As that changed, fountains fell into disrepair or were removed altogether.

But, as the school holidays begin, the CFC says they are still needed.

It warns soft drinks are high in calories and that regular consumption has been linked to childhood obesity and tooth decay.

It has calculated that drinking a 500ml of Lucozade Energy Orange, which contains the equivalent of 14 teaspoons of sugar, would mean the average nine-year-old child would have to play football for one and a half hours to burn the calories it contains.

And it says a 500ml bottle of Fanta Fruit Twist, with around 13 teaspoons of sugar, would take them more than an hour of football to burn off.

It wants local authorities to provide adequate drinking water in all UK parks to ensure that children have access to free drinking water.

'Kids are kids'

The CFC said: "Children often have to go thirsty or visit ice cream vans, shops or takeaways where there may be few healthy options available and lots of tempting but unhealthy drinks and snacks on offer."

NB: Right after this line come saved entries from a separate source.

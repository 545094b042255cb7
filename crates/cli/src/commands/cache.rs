// SPDX-License-Identifier: MIT
// Copyright (c) 2026 Alfred Jean LLC

use super::Context;
use crate::error::Result;

/// Drop cached reference data for one tenant. The action queue is untouched.
pub fn clear(ctx: &Context, tenant: &str) -> Result<()> {
    let removed = ctx.open_store()?.clear_for_tenant(tenant)?;
    println!("Removed {} cached record(s) for tenant {}.", removed, tenant);
    Ok(())
}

It said bottled water was not the answer as it was expensive and damaging to the environment.

Anecdotal evidence suggested the current provision of fountains in parks was "at least inadequate and often completely lacking", it said.

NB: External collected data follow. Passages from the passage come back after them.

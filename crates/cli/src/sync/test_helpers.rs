// SPDX-License-Identifier: MIT
// Copyright (c) 2026 Alfred Jean LLC

//! Shared test helpers for sync module tests.

#![allow(clippy::unwrap_used)]

use std::collections::VecDeque;
use std::future::Future;
use std::sync::atomic::{AtomicUsize, Ordering};
use std::sync::{Arc, Mutex};
use std::time::Duration;

use fls_core::protocol::{ClientMessage, ServerMessage};
use fls_core::{CacheKey, ConnectionStatus};
use tokio::sync::mpsc;

use super::cache::QueryCache;
use super::state::ConnectionState;
use super::transport::{BoxFuture, Connector, Transport, TransportError, TransportResult};

/// Something the mock server pushes down the current connection.
pub enum Incoming {
    Message(ServerMessage),
    Fail(TransportError),
}

#[derive(Default)]
struct Hub {
    attempts: AtomicUsize,
    /// Outcomes for upcoming connect attempts; empty means success.
    scripted: Mutex<VecDeque<TransportError>>,
    sent: Mutex<Vec<ClientMessage>>,
    current: Mutex<Option<mpsc::UnboundedSender<Incoming>>>,
    closes: AtomicUsize,
}

/// Connector that hands out in-memory transports driven by the test.
#[derive(Clone, Default)]
pub struct MockConnector {
    hub: Arc<Hub>,
}

/// Transport half returned by [`MockConnector`].
pub struct MockTransport {
    hub: Arc<Hub>,
    incoming: tokio::sync::Mutex<mpsc::UnboundedReceiver<Incoming>>,
}

impl MockConnector {
    pub fn new() -> Self {
        Self::default()
    }

    /// Make the next connect attempt fail with `err`.
    pub fn fail_next(&self, err: TransportError) {
        self.hub.scripted.lock().unwrap().push_back(err);
    }

    /// Make the next `n` connect attempts fail as unreachable.
    pub fn fail_next_n(&self, n: usize) {
        for _ in 0..n {
            self.fail_next(TransportError::ConnectionFailed("mock refused".into()));
        }
    }

    /// Total connect attempts so far.
    pub fn attempts(&self) -> usize {
        self.hub.attempts.load(Ordering::SeqCst)
    }

    /// Number of times a transport was closed by the client.
    pub fn closes(&self) -> usize {
        self.hub.closes.load(Ordering::SeqCst)
    }

    /// Every message sent on any transport, in order.
    pub fn sent(&self) -> Vec<ClientMessage> {
        self.hub.sent.lock().unwrap().clone()
    }

    /// Push a server message down the live connection.
    pub fn push(&self, msg: ServerMessage) {
        self.deliver(Incoming::Message(msg));
    }

    /// Inject a receive error on the live connection.
    pub fn fail_live(&self, err: TransportError) {
        self.deliver(Incoming::Fail(err));
    }

    /// Drop the live connection as if the network went away.
    pub fn drop_connection(&self) {
        self.hub.current.lock().unwrap().take();
    }

    fn deliver(&self, incoming: Incoming) {
        if let Some(tx) = self.hub.current.lock().unwrap().as_ref() {
            let _ = tx.send(incoming);
        }
    }
}

impl Connector for MockConnector {
    type Transport = MockTransport;

    fn connect<'a>(
        &'a self,
        _url: &'a str,
        _token: &'a str,
    ) -> BoxFuture<'a, TransportResult<MockTransport>> {
        Box::pin(async move {
            self.hub.attempts.fetch_add(1, Ordering::SeqCst);
            if let Some(err) = self.hub.scripted.lock().unwrap().pop_front() {
                return Err(err);
            }
            let (tx, rx) = mpsc::unbounded_channel();
            *self.hub.current.lock().unwrap() = Some(tx);
            Ok(MockTransport {
                hub: Arc::clone(&self.hub),
                incoming: tokio::sync::Mutex::new(rx),
            })
        })
    }
}

impl Transport for MockTransport {
    fn send(&self, msg: ClientMessage) -> BoxFuture<'_, TransportResult<()>> {
        Box::pin(async move {
            self.hub.sent.lock().unwrap().push(msg);
            Ok(())
        })
    }

    fn recv(&self) -> BoxFuture<'_, TransportResult<Option<ServerMessage>>> {
        Box::pin(async move {
            match self.incoming.lock().await.recv().await {
                Some(Incoming::Message(msg)) => Ok(Some(msg)),
                Some(Incoming::Fail(err)) => Err(err),
                None => Ok(None),
            }
        })
    }

    fn close(&self) -> BoxFuture<'_, TransportResult<()>> {
        Box::pin(async move {
            self.hub.closes.fetch_add(1, Ordering::SeqCst);
            self.hub.current.lock().unwrap().take();
            Ok(())
        })
    }
}

/// Query cache that records every invalidation.
#[derive(Default)]
pub struct RecordingCache {
    keys: Mutex<Vec<CacheKey>>,
}

impl RecordingCache {
    pub fn keys(&self) -> Vec<CacheKey> {
        self.keys.lock().unwrap().clone()
    }
}

impl QueryCache for RecordingCache {
    fn invalidate(&self, key: CacheKey) {
        self.keys.lock().unwrap().push(key);
    }
}

/// Poll `cond` until it holds, panicking after two seconds.
pub async fn eventually(mut cond: impl FnMut() -> bool) {
    let deadline = tokio::time::Instant::now() + Duration::from_secs(2);
    while !cond() {
        assert!(
            tokio::time::Instant::now() < deadline,
            "condition not reached in time"
        );
        tokio::time::sleep(Duration::from_millis(5)).await;
    }
}

/// Wait until the connection status reaches `want`.
pub async fn wait_for_status(state: &ConnectionState, want: ConnectionStatus) {
    eventually(|| state.connection_status() == want).await;
}

/// Run `fut` with a two second ceiling.
pub async fn within<T>(fut: impl Future<Output = T>) -> T {
    tokio::time::timeout(Duration::from_secs(2), fut)
        .await
        .unwrap()
}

Jackie Schneider, who is co-ordinating the campaign, said: "As childhood obesity rises it's particularly important for children to get active, and their local park is a great place to do so.

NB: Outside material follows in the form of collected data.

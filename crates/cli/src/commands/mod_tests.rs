// SPDX-License-Identifier: MIT
// Copyright (c) 2026 Alfred Jean LLC

#![allow(clippy::unwrap_used)]
#![allow(clippy::expect_used)]

//! Test infrastructure for command testing.
//!
//! `TestContext` wraps a [`Context`] whose state directory is a temp dir and
//! whose API and hub point at a closed local port, so every command runs
//! against a real store while the network is down.

use super::Context;
use crate::cli::{ActionKind, OutputFormat, SubmitArgs};
use crate::config::Config;
use crate::error::Error;
use crate::sync::Submission;
use fls_core::{EntityKind, SyncStatus};
use serde_json::json;
use tempfile::TempDir;

pub struct TestContext {
    pub ctx: Context,
    _temp_dir: TempDir,
}

impl Default for TestContext {
    fn default() -> Self {
        Self::new()
    }
}

impl TestContext {
    pub fn new() -> Self {
        let temp_dir = TempDir::new().expect("Failed to create temp directory");
        let listener = std::net::TcpListener::bind("127.0.0.1:0").unwrap();
        let addr = listener.local_addr().unwrap();
        drop(listener);

        let mut config = Config::default();
        config.api.base_url = format!("http://{addr}/api");
        config.realtime.url = format!("ws://{addr}/hub");

        TestContext {
            ctx: Context {
                state_dir: temp_dir.path().to_path_buf(),
                config,
                token: None,
            },
            _temp_dir: temp_dir,
        }
    }

    pub fn start_args(card: &str) -> SubmitArgs {
        SubmitArgs {
            kind: ActionKind::Start,
            card: card.to_string(),
            step: Some("S1".to_string()),
            reason: None,
            quantity: None,
            description: None,
        }
    }

    pub fn queued(&self) -> usize {
        self.ctx.open_store().unwrap().count().unwrap()
    }
}

#[tokio::test]
async fn submit_while_offline_queues() {
    let t = TestContext::new();

    super::submit::run(&t.ctx, TestContext::start_args("C1"))
        .await
        .unwrap();
    super::submit::run(&t.ctx, TestContext::start_args("C2"))
        .await
        .unwrap();

    assert_eq!(t.queued(), 2);
    assert!(t.ctx.db_path().exists());
}

#[tokio::test]
async fn submit_with_missing_field_queues_nothing() {
    let t = TestContext::new();
    let mut args = TestContext::start_args("C1");
    args.step = None;

    let err = super::submit::run(&t.ctx, args).await.unwrap_err();

    assert!(matches!(err, Error::FieldRequired { field: "--step", .. }));
    assert!(!t.ctx.db_path().exists());
}

#[test]
fn describe_submission() {
    let queued = Submission {
        executed_immediately: false,
        queued_id: Some(7),
    };
    let executed = Submission {
        executed_immediately: true,
        queued_id: None,
    };
    assert_eq!(
        super::submit::describe("START_STEP", &queued, 3),
        "queued START_STEP as #7 (3 pending)"
    );
    assert_eq!(
        super::submit::describe("START_STEP", &executed, 0),
        "executed START_STEP"
    );
}

#[tokio::test]
async fn sync_while_offline_is_an_error() {
    let t = TestContext::new();
    super::submit::run(&t.ctx, TestContext::start_args("C1"))
        .await
        .unwrap();

    let err = super::sync::run(&t.ctx).await.unwrap_err();

    assert!(matches!(err, Error::Offline { .. }));
    assert_eq!(t.queued(), 1);
}

#[tokio::test]
async fn queue_clear_requires_confirmation() {
    let t = TestContext::new();
    super::submit::run(&t.ctx, TestContext::start_args("C1"))
        .await
        .unwrap();

    super::queue::clear(&t.ctx, false).unwrap();
    assert_eq!(t.queued(), 1);

    super::queue::clear(&t.ctx, true).unwrap();
    assert_eq!(t.queued(), 0);
}

#[tokio::test]
async fn queue_list_and_status_read_the_store() {
    let t = TestContext::new();
    super::submit::run(&t.ctx, TestContext::start_args("C1"))
        .await
        .unwrap();

    super::queue::list(&t.ctx, OutputFormat::Text).unwrap();
    super::queue::list(&t.ctx, OutputFormat::Json).unwrap();
    super::status::run(&t.ctx, OutputFormat::Json).await.unwrap();
}

#[test]
fn format_action_includes_retry_details() {
    let store = fls_core::Store::open_in_memory().unwrap();
    let id = store
        .enqueue("START_STEP", &json!({ "card_id": "C1" }), "acme", "ana")
        .unwrap();
    store.update_retry(id, 2, Some("503 Service Unavailable")).unwrap();
    let action = store.get(id).unwrap().unwrap();

    let line = super::queue::format_action(&action);

    assert!(line.starts_with(&format!("#{} START_STEP", id)));
    assert!(line.contains("[acme/ana]"));
    assert!(line.contains("2 retries"));
    assert!(line.ends_with("last error: 503 Service Unavailable"));
}

#[test]
fn status_render_and_summary() {
    use super::status::{render, summarize, StatusReport};

    assert_eq!(summarize(&[]), SyncStatus::Synced);

    let store = fls_core::Store::open_in_memory().unwrap();
    store.enqueue("START_STEP", &json!({}), "t", "u").unwrap();
    let actions = store.dequeue_all().unwrap();
    assert_eq!(summarize(&actions), SyncStatus::Pending);

    let report = StatusReport {
        api: "http://mes/api".into(),
        online: false,
        pending: actions.len(),
        sync_status: summarize(&actions),
        actions,
    };
    let text = render(&report);
    assert!(text.starts_with("API: http://mes/api (unreachable)\n"));
    assert!(text.contains("Sync: pending\n"));
    assert!(text.contains("Pending actions: 1\n"));
}

#[test]
fn cache_clear_only_touches_one_tenant() {
    let t = TestContext::new();
    {
        let store = t.ctx.open_store().unwrap();
        store
            .put(EntityKind::Card, "acme", "C1", &json!({ "id": "C1" }))
            .unwrap();
        store
            .put(EntityKind::Card, "other", "C9", &json!({ "id": "C9" }))
            .unwrap();
        store.enqueue("START_STEP", &json!({}), "acme", "u").unwrap();
    }

    super::cache::clear(&t.ctx, "acme").unwrap();

    let store = t.ctx.open_store().unwrap();
    let acme: Vec<serde_json::Value> = store.get_all(EntityKind::Card, "acme").unwrap();
    let other: Vec<serde_json::Value> = store.get_all(EntityKind::Card, "other").unwrap();
    assert!(acme.is_empty());
    assert_eq!(other.len(), 1);
    assert_eq!(store.count().unwrap(), 1);
}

"But when children end up buying unhealthy fizzy drinks because drinking water isn't available, all that exercise is wasted and kids could actually end up unhealthier."

The CFC is asking people to assess their local park's provision, and to contact their council if they are unhappy.

But a spokeswoman for the Local Government Association, which represents more than 350 councils in England and Wales, rejected the CFC's concerns.

She said: "To suggest children will always choose drinking water when it's offered is like suggesting they won't eat ice-cream if they are offered an apple.

"Kids are kids. The shops children are buying sugary drinks from will also sell bottled water, often at a lower price, and it is ludicrous to make out they have no choice but to drink something high in calories."

She added: "Water fountains are provided in many places, but decisions have to be made about how they will be maintained, whether they offer value for money, and whether they will be safe from vandalism.

"Parents aren't stupid. If they are worried about their children having enough to drink, being healthy and saving money they will take water with them when they go out, particularly during the summer."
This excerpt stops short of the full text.